> _Action item_
From the material below, copy every line in which the word "template" occurs.

> _Information_
//! Human-readable summaries of certificates and requests.

use std::fs;
use std::net::{IpAddr, Ipv4Addr, Ipv6Addr};
use std::path::Path;

use chrono::{DateTime, Utc};
use serde::Serialize;
use sha2::{Digest, Sha256};
use x509_parser::certification_request::X509CertificationRequest;
use x509_parser::extensions::{GeneralName, ParsedExtension};
use x509_parser::oid_registry::Oid;
use x509_parser::prelude::{FromDer, X509Certificate};
use x509_parser::public_key::PublicKey;
use x509_parser::x509::{SubjectPublicKeyInfo, X509Name};

use crate::error::{Error, Result};
use crate::pem;
use crate::subject::OID_EMAIL_ADDRESS;
use crate::template::{ExtendedKeyUsage, SignatureAlgorithm};

/// Summary of an X.509 certificate.
#[derive(Debug, Clone, PartialEq, Eq, Serialize)]
pub struct CertificateSummary {
    /// Subject distinguished name.
    pub subject: String,
    /// Issuer distinguished name.
    pub issuer: String,
    /// Serial number as colon-separated hex, without DER sign padding.
    pub serial: String,
    /// Start of validity.
    pub not_before: DateTime<Utc>,
    /// End of validity.
    pub not_after: DateTime<Utc>,
    /// Subject alternative names, prefixed with their type.
    pub sans: Vec<String>,
    /// Whether basic constraints mark this a CA.
    pub is_ca: bool,
    /// Key usage flags.
    pub key_usage: Vec<String>,
    /// Extended key usage purposes.
    pub ext_key_usage: Vec<String>,
    /// Signature algorithm name or OID.
    pub signature_algorithm: String,
    /// Public key algorithm and size.
    pub public_key: String,
    /// SHA-256 fingerprint of the DER encoding.
    pub fingerprint: String,
}

/// Summary of a PKCS#10 certificate request.
#[derive(Debug, Clone, PartialEq, Eq, Serialize)]
pub struct RequestSummary {
    /// Subject distinguished name.
    pub subject: String,
    /// PKCS#9 e-mail attribute, if present.
    pub email: Option<String>,
    /// Requested subject alternative names.
    pub sans: Vec<String>,
    /// Signature algorithm name or OID.
    pub signature_algorithm: String,
    /// Public key algorithm and size.
    pub public_key: String,
    /// Whether the request's self-signature verifies.
    pub signature_valid: bool,
}

/// Summarizes a DER certificate.
///
/// # Errors
///
/// Returns [`Error::Parse`] if `der` is not a certificate.
pub fn summarize_certificate(der: &[u8]) -> Result<CertificateSummary> {
    let (_, cert) = X509Certificate::from_der(der)
        .map_err(|e| Error::Parse(format!("invalid certificate: {e}")))?;

    let sans = cert
        .subject_alternative_name()
        .map_err(|e| Error::Parse(format!("invalid SAN extension: {e}")))?
        .map(|ext| ext.value.general_names.iter().map(general_name).collect())
        .unwrap_or_default();

    let mut key_usage = Vec::new();
    if let Ok(Some(ext)) = cert.key_usage() {
        let ku = ext.value;
        let flags = [
            (ku.digital_signature(), "Digital Signature"),
            (ku.non_repudiation(), "Non Repudiation"),
            (ku.key_encipherment(), "Key Encipherment"),
            (ku.data_encipherment(), "Data Encipherment"),
            (ku.key_agreement(), "Key Agreement"),
            (ku.key_cert_sign(), "Certificate Sign"),
            (ku.crl_sign(), "CRL Sign"),
        ];
        key_usage = flags
            .into_iter()
            .filter(|(set, _)| *set)
            .map(|(_, name)| name.to_string())
            .collect();
    }

    let mut ext_key_usage = Vec::new();
    if let Ok(Some(ext)) = cert.extended_key_usage() {
        let eku = ext.value;
        if eku.server_auth {
            ext_key_usage.push(format!(
                "TLS Web Server Authentication ({})",
                ExtendedKeyUsage::ServerAuth.oid()
            ));
        }
        if eku.client_auth {
            ext_key_usage.push(format!(
                "TLS Web Client Authentication ({})",
                ExtendedKeyUsage::ClientAuth.oid()
            ));
        }
        ext_key_usage.extend(eku.other.iter().map(Oid::to_id_string));
    }

    let validity = cert.validity();
    Ok(CertificateSummary {
        subject: cert.subject().to_string(),
        issuer: cert.issuer().to_string(),
        serial: format_serial(cert.raw_serial()),
        not_before: to_chrono(validity.not_before.timestamp()),
        not_after: to_chrono(validity.not_after.timestamp()),
        sans,
        is_ca: cert.is_ca(),
        key_usage,
        ext_key_usage,
        signature_algorithm: signature_algorithm_name(&cert.signature_algorithm.algorithm),
        public_key: public_key_description(cert.public_key()),
        fingerprint: fingerprint(der),
    })
}

/// Summarizes a DER certificate request.
///
/// # Errors
///
/// Returns [`Error::Parse`] if `der` is not a certificate request.
pub fn summarize_request(der: &[u8]) -> Result<RequestSummary> {
    let (_, csr) = X509CertificationRequest::from_der(der)
        .map_err(|e| Error::Parse(format!("invalid certificate request: {e}")))?;
    let info = &csr.certification_request_info;

    let sans = csr
        .requested_extensions()
        .into_iter()
        .flatten()
        .filter_map(|ext| match ext {
            ParsedExtension::SubjectAlternativeName(san) => Some(san),
            _ => None,
        })
        .flat_map(|san| san.general_names.iter().map(general_name))
        .collect();

    Ok(RequestSummary {
        subject: info.subject.to_string(),
        email: email_attribute(&info.subject),
        sans,
        signature_algorithm: signature_algorithm_name(&csr.signature_algorithm.algorithm),
        public_key: public_key_description(&info.subject_pki),
        signature_valid: csr.verify_signature().is_ok(),
    })
}

/// Reads a single-request PEM file and returns its DER.
///
/// # Errors
///
/// Returns [`Error::Io`], [`Error::Decode`] or [`Error::Parse`], each naming
/// the file.
pub fn read_request_file(path: &Path) -> Result<Vec<u8>> {
    let origin = path.display().to_string();
    let text = fs::read_to_string(path).map_err(|e| Error::io(&origin, e))?;
    let block = pem::decode(&text).map_err(|e| Error::Decode(format!("{origin}: {e}")))?;
    if block.label() != pem::CERTIFICATE_REQUEST {
        return Err(Error::Decode(format!(
            "{origin}: expected a CERTIFICATE REQUEST block, found '{}'",
            block.label()
        )));
    }
    X509CertificationRequest::from_der(block.der())
        .map_err(|e| Error::Parse(format!("{origin}: invalid certificate request: {e}")))?;
    Ok(block.into_der())
}

fn email_attribute(name: &X509Name<'_>) -> Option<String> {
    name.iter_attributes()
        .find(|attr| {
            attr.attr_type()
                .iter()
                .is_some_and(|arcs| arcs.eq(OID_EMAIL_ADDRESS.iter().copied()))
        })
        .and_then(|attr| attr.as_str().ok())
        .map(String::from)
}

fn general_name(name: &GeneralName<'_>) -> String {
    match name {
        GeneralName::DNSName(dns) => format!("DNS:{dns}"),
        GeneralName::IPAddress(bytes) => match ip_from_bytes(bytes) {
            Some(ip) => format!("IP:{ip}"),
            None => format!("IP:{bytes:02x?}"),
        },
        GeneralName::RFC822Name(email) => format!("email:{email}"),
        GeneralName::URI(uri) => format!("URI:{uri}"),
        other => format!("{other:?}"),
    }
}

fn ip_from_bytes(bytes: &[u8]) -> Option<IpAddr> {
    match bytes.len() {
        4 => <[u8; 4]>::try_from(bytes).ok().map(|b| IpAddr::V4(Ipv4Addr::from(b))),
        16 => <[u8; 16]>::try_from(bytes).ok().map(|b| IpAddr::V6(Ipv6Addr::from(b))),
        _ => None,
    }
}

fn signature_algorithm_name(oid: &Oid<'_>) -> String {
    let id = oid.to_id_string();
    let name = match id.as_str() {
        s if s == SignatureAlgorithm::Sha256WithRsa.oid() => "sha256WithRSAEncryption",
        "1.2.840.113549.1.1.12" => "sha384WithRSAEncryption",
        "1.2.840.113549.1.1.13" => "sha512WithRSAEncryption",
        "1.2.840.10045.4.3.2" => "ecdsa-with-SHA256",
        "1.2.840.10045.4.3.3" => "ecdsa-with-SHA384",
        "1.3.101.112" => "ED25519",
        _ => return id,
    };
    name.to_string()
}

fn public_key_description(spki: &SubjectPublicKeyInfo<'_>) -> String {
    match spki.parsed() {
        Ok(PublicKey::RSA(rsa)) => format!("RSA ({} bit)", rsa.key_size()),
        Ok(PublicKey::EC(point)) => format!("EC ({} bit)", point.key_size()),
        Ok(_) | Err(_) => spki.algorithm.algorithm.to_id_string(),
    }
}

fn fingerprint(der: &[u8]) -> String {
    Sha256::digest(der)
        .iter()
        .map(|b| format!("{b:02X}"))
        .collect::<Vec<_>>()
        .join(":")
}

/// Formats a DER INTEGER serial by magnitude.
///
/// The leading zero DER adds to keep a high-bit serial positive is dropped,
/// so serial 0x80 reads `80` rather than `00:80`.
fn format_serial(raw: &[u8]) -> String {
    let bytes = match raw {
        [0, rest @ ..] if rest.first().is_some_and(|b| b & 0x80 != 0) => rest,
        _ => raw,
    };
    bytes
        .iter()
        .map(|b| format!("{b:02x}"))
        .collect::<Vec<_>>()
        .join(":")
}

fn to_chrono(timestamp: i64) -> DateTime<Utc> {
    DateTime::from_timestamp(timestamp, 0).unwrap_or_default()
}

#[cfg(test)]
mod tests {
    use super::*;
    use crate::keys::{EcdsaKeyProvider, KeyProvider, RsaKeyProvider};
    use crate::signer::{sign, RcgenSigner};
    use crate::subject::Subject;
    use crate::template::TemplateFactory;
    use std::io::Write;
    use test_case::test_case;

    #[test]
    fn summarizes_ca_certificate() {
        let key = EcdsaKeyProvider.generate().unwrap();
        let template = TemplateFactory::default()
            .build_ca(Subject::new("ca.local"), &["ca.local", "10.0.0.9"], 30, Some(0xAB))
            .unwrap();
        let der = sign(&RcgenSigner, &template, &key, None).unwrap().der;

        let summary = summarize_certificate(&der).unwrap();
        assert!(summary.subject.contains("CN=ca.local"));
        assert_eq!(summary.subject, summary.issuer);
        assert_eq!(summary.serial, "ab");
        assert!(summary.is_ca);
        assert!(summary.sans.contains(&"DNS:ca.local".to_string()));
        assert!(summary.sans.contains(&"IP:10.0.0.9".to_string()));
        assert!(summary.sans.contains(&"IP:::1".to_string()));
        assert!(summary.key_usage.contains(&"Certificate Sign".to_string()));
        assert_eq!(summary.ext_key_usage.len(), 2);
        assert_eq!(summary.signature_algorithm, "ecdsa-with-SHA256");
        assert!(summary.public_key.starts_with("EC"));
        assert_eq!(summary.fingerprint.split(':').count(), 32);
        assert_eq!((summary.not_after - summary.not_before).num_days(), 30);
    }

    #[test_case(&[0x7f], "7f" ; "high bit clear")]
    #[test_case(&[0x00, 0x80], "80" ; "sign padding dropped")]
    #[test_case(&[0x00, 0xab, 0x01], "ab:01" ; "multi byte padded")]
    #[test_case(&[0x01, 0x00], "01:00" ; "interior zero kept")]
    #[test_case(&[0x00], "00" ; "zero")]
    fn serial_formatting(raw: &[u8], expected: &str) {
        assert_eq!(format_serial(raw), expected);
    }

    #[test]
    fn high_bit_serials_survive_signing() {
        let key = EcdsaKeyProvider.generate().unwrap();
        for (serial, expected) in [(0x7F, "7f"), (0x80, "80")] {
            let template = TemplateFactory::default()
                .build_leaf(Subject::new("serial.local"), 1, Some(serial), false)
                .unwrap();
            let der = sign(&RcgenSigner, &template, &key, None).unwrap().der;
            assert_eq!(summarize_certificate(&der).unwrap().serial, expected);
        }
    }

    #[test]
    fn summarizes_request() {
        let key = RsaKeyProvider::new(2048).unwrap().generate().unwrap();
        let template = TemplateFactory::default()
            .build_csr(Subject::new("api.local"), &["api.local"], "ops@example.com")
            .unwrap();
        let der = sign(&RcgenSigner, &template, &key, None).unwrap().der;

        let summary = summarize_request(&der).unwrap();
        assert!(summary.subject.contains("CN=api.local"));
        assert_eq!(summary.email.as_deref(), Some("ops@example.com"));
        assert_eq!(summary.sans, vec!["DNS:api.local"]);
        assert_eq!(summary.signature_algorithm, "sha256WithRSAEncryption");
        assert_eq!(summary.public_key, "RSA (2048 bit)");
        assert!(summary.signature_valid);
    }

    #[test]
    fn garbage_is_parse_error() {
        assert!(matches!(summarize_certificate(b"junk"), Err(Error::Parse(_))));
        assert!(matches!(summarize_request(b"junk"), Err(Error::Parse(_))));
    }

    #[test]
    fn request_file_must_hold_a_request() {
        let mut file = tempfile::NamedTempFile::new().unwrap();
        file.write_all(pem::encode(pem::CERTIFICATE, b"x").as_bytes())
            .unwrap();
        let result = read_request_file(file.path());
        assert!(matches!(result, Err(Error::Decode(_))));
    }
}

> _Response below_
use crate::template::{ExtendedKeyUsage, SignatureAlgorithm};
    use crate::template::TemplateFactory;
        let template = TemplateFactory::default()
        let der = sign(&RcgenSigner, &template, &key, None).unwrap().der;
            let template = TemplateFactory::default()
            let der = sign(&RcgenSigner, &template, &key, None).unwrap().der;
        let template = TemplateFactory::default()
        let der = sign(&RcgenSigner, &template, &key, None).unwrap().der;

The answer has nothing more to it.